We need to recognise that we not talking about a straightforward roll-over; we are talking about essentially new agreements. Presumably that is why the Bill grants Ministers extraordinary Henry VIII powers to implement —or, more accurately, replace—existing agreements without further parliamentary scrutiny for up to 10 years. If this was going to be as simple as the Government suggest, they would not need 10 years—they would not need 10 months, according to them—so there is quite simply a flaw at the heart of their argument. This Bill is supposed to help to implement an independent trade policy following withdrawal from the EU, but it does nothing to put in place the kind of framework that should be required for an accountable trade policy in a modern democratic country.

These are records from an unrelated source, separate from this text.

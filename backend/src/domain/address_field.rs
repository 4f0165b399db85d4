//! Field table used by the filter and sort operations.
//!
//! Each [`AddressField`] maps a wire name to an accessor over [`Address`].
//! Lookups by name are ASCII case-insensitive. Filtering matches a
//! case-insensitive substring of any field's textual form.

use std::cmp::Ordering;
use std::fmt;

use super::Address;

/// Value of one address field, borrowed from the record.
#[derive(Debug, Clone, Copy, PartialEq, Eq, PartialOrd, Ord)]
pub enum FieldValue<'a> {
    /// Integer-valued field (`id`, `number`).
    Integer(i64),
    /// Text-valued field, compared ordinally.
    Text(&'a str),
}

impl FieldValue<'_> {
    /// Whether the textual form of the value contains `lowered_fragment`,
    /// which the caller has already lowercased.
    pub fn contains_lowercase(&self, lowered_fragment: &str) -> bool {
        match self {
            Self::Integer(value) => value.to_string().contains(lowered_fragment),
            Self::Text(value) => value.to_lowercase().contains(lowered_fragment),
        }
    }
}

impl fmt::Display for FieldValue<'_> {
    fn fmt(&self, f: &mut fmt::Formatter<'_>) -> fmt::Result {
        match self {
            Self::Integer(value) => write!(f, "{value}"),
            Self::Text(value) => f.write_str(value),
        }
    }
}

/// Address field addressable by filter and sort requests.
#[derive(Debug, Clone, Copy, PartialEq, Eq, Hash)]
pub enum AddressField {
    /// Storage identifier.
    Id,
    /// Street name.
    Street,
    /// House number.
    Number,
    /// Postal code.
    ZipCode,
    /// City name.
    City,
    /// Country name.
    Country,
}

impl AddressField {
    /// Every field in declaration order.
    pub const ALL: [Self; 6] = [
        Self::Id,
        Self::Street,
        Self::Number,
        Self::ZipCode,
        Self::City,
        Self::Country,
    ];

    /// Wire name of the field.
    pub const fn name(self) -> &'static str {
        match self {
            Self::Id => "id",
            Self::Street => "street",
            Self::Number => "number",
            Self::ZipCode => "zipCode",
            Self::City => "city",
            Self::Country => "country",
        }
    }

    /// Resolve a field by name, ignoring ASCII case.
    ///
    /// # Examples
    /// ```
    /// use address_service::domain::AddressField;
    ///
    /// assert_eq!(AddressField::parse("ZIPCODE"), Some(AddressField::ZipCode));
    /// assert_eq!(AddressField::parse("planet"), None);
    /// ```
    pub fn parse(name: &str) -> Option<Self> {
        Self::ALL
            .into_iter()
            .find(|field| field.name().eq_ignore_ascii_case(name))
    }

    /// Read this field from an address.
    pub fn value(self, address: &Address) -> FieldValue<'_> {
        match self {
            Self::Id => FieldValue::Integer(address.id().get()),
            Self::Street => FieldValue::Text(address.street()),
            Self::Number => FieldValue::Integer(i64::from(address.number())),
            Self::ZipCode => FieldValue::Text(address.zip_code()),
            Self::City => FieldValue::Text(address.city()),
            Self::Country => FieldValue::Text(address.country()),
        }
    }
}

impl fmt::Display for AddressField {
    fn fmt(&self, f: &mut fmt::Formatter<'_>) -> fmt::Result {
        f.write_str(self.name())
    }
}

/// Sort order requested by the client.
#[derive(Debug, Clone, Copy, PartialEq, Eq, Hash)]
pub enum SortDirection {
    /// Smallest value first.
    Ascending,
    /// Largest value first.
    Descending,
}

impl SortDirection {
    /// Parse `ascending` or `descending`, ignoring ASCII case.
    pub fn parse(raw: &str) -> Option<Self> {
        if raw.eq_ignore_ascii_case("ascending") {
            Some(Self::Ascending)
        } else if raw.eq_ignore_ascii_case("descending") {
            Some(Self::Descending)
        } else {
            None
        }
    }

    fn apply(self, ordering: Ordering) -> Ordering {
        match self {
            Self::Ascending => ordering,
            Self::Descending => ordering.reverse(),
        }
    }
}

/// Keep the addresses where at least one field contains `fragment`,
/// ignoring case.
pub fn filter_by_any_field(addresses: Vec<Address>, fragment: &str) -> Vec<Address> {
    let fragment = fragment.to_lowercase();
    addresses
        .into_iter()
        .filter(|address| {
            AddressField::ALL
                .into_iter()
                .any(|field| field.value(address).contains_lowercase(&fragment))
        })
        .collect()
}

/// Stable sort by one field. Records with equal keys keep their input order
/// in both directions.
pub fn sort_by_field(addresses: &mut [Address], field: AddressField, direction: SortDirection) {
    addresses.sort_by(|left, right| direction.apply(field.value(left).cmp(&field.value(right))));
}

Nor have we had any guarantee from the Government that there will be a second trade Bill, covering new trade deals with non-EU countries. When I asked the Secretary of State earlier, he referred rather vaguely to vehicles that would be brought forward vis-à-vis each new trade agreement made. He has not made a commitment to a second trade Bill, which would be the vehicle for all the scrutiny and transparency powers that we would like to see. Unless the Minister is about to intervene on me—I would be delighted if he did—it is even more important to ensure that this is the Bill in which we put in place all the transparency and scrutiny mechanisms that we urgently need, whether we are talking about replacement agreements with the EU or non-EU trade agreements.
The kind of framework that we need would include, for example, the requirement for impact assessments to be conducted before negotiating or renegotiating a trade agreement. Those impact assessments should not be limited just to economics; they should cover social, environmental and human rights aspects and, crucially, they should be published. The public should be consulted about the potential deal, as is required in the US. If the decision is to go ahead, Parliament should be required to give its consent to a mandate for the negotiations, a procedure that could build on the model in Denmark. The Government should conduct negotiations transparently, releasing texts before and after each negotiating round, building on the procedures in the EU and following practices that are common in other areas of international negotiation, such as the climate talks.
During negotiations, a parliamentary committee should be responsible for scrutinising developments, building on the EU system and enabling Parliament to direct changes of approach as needed. Crucially, at the end of negotiations, Parliament should be guaranteed a vote before the agreement is implemented, as are both the European Parliament and US Congress. This should not be just a simple, straight “up or down” vote, which comes with great pressure to accept bad aspects for the sake of something positive in the deal, but one that allows Parliament to insist on a good deal.
The Bill as it stands is simply not fit for purpose. It is not democratic and it does not take us forward in terms of taking back control. It takes us backwards.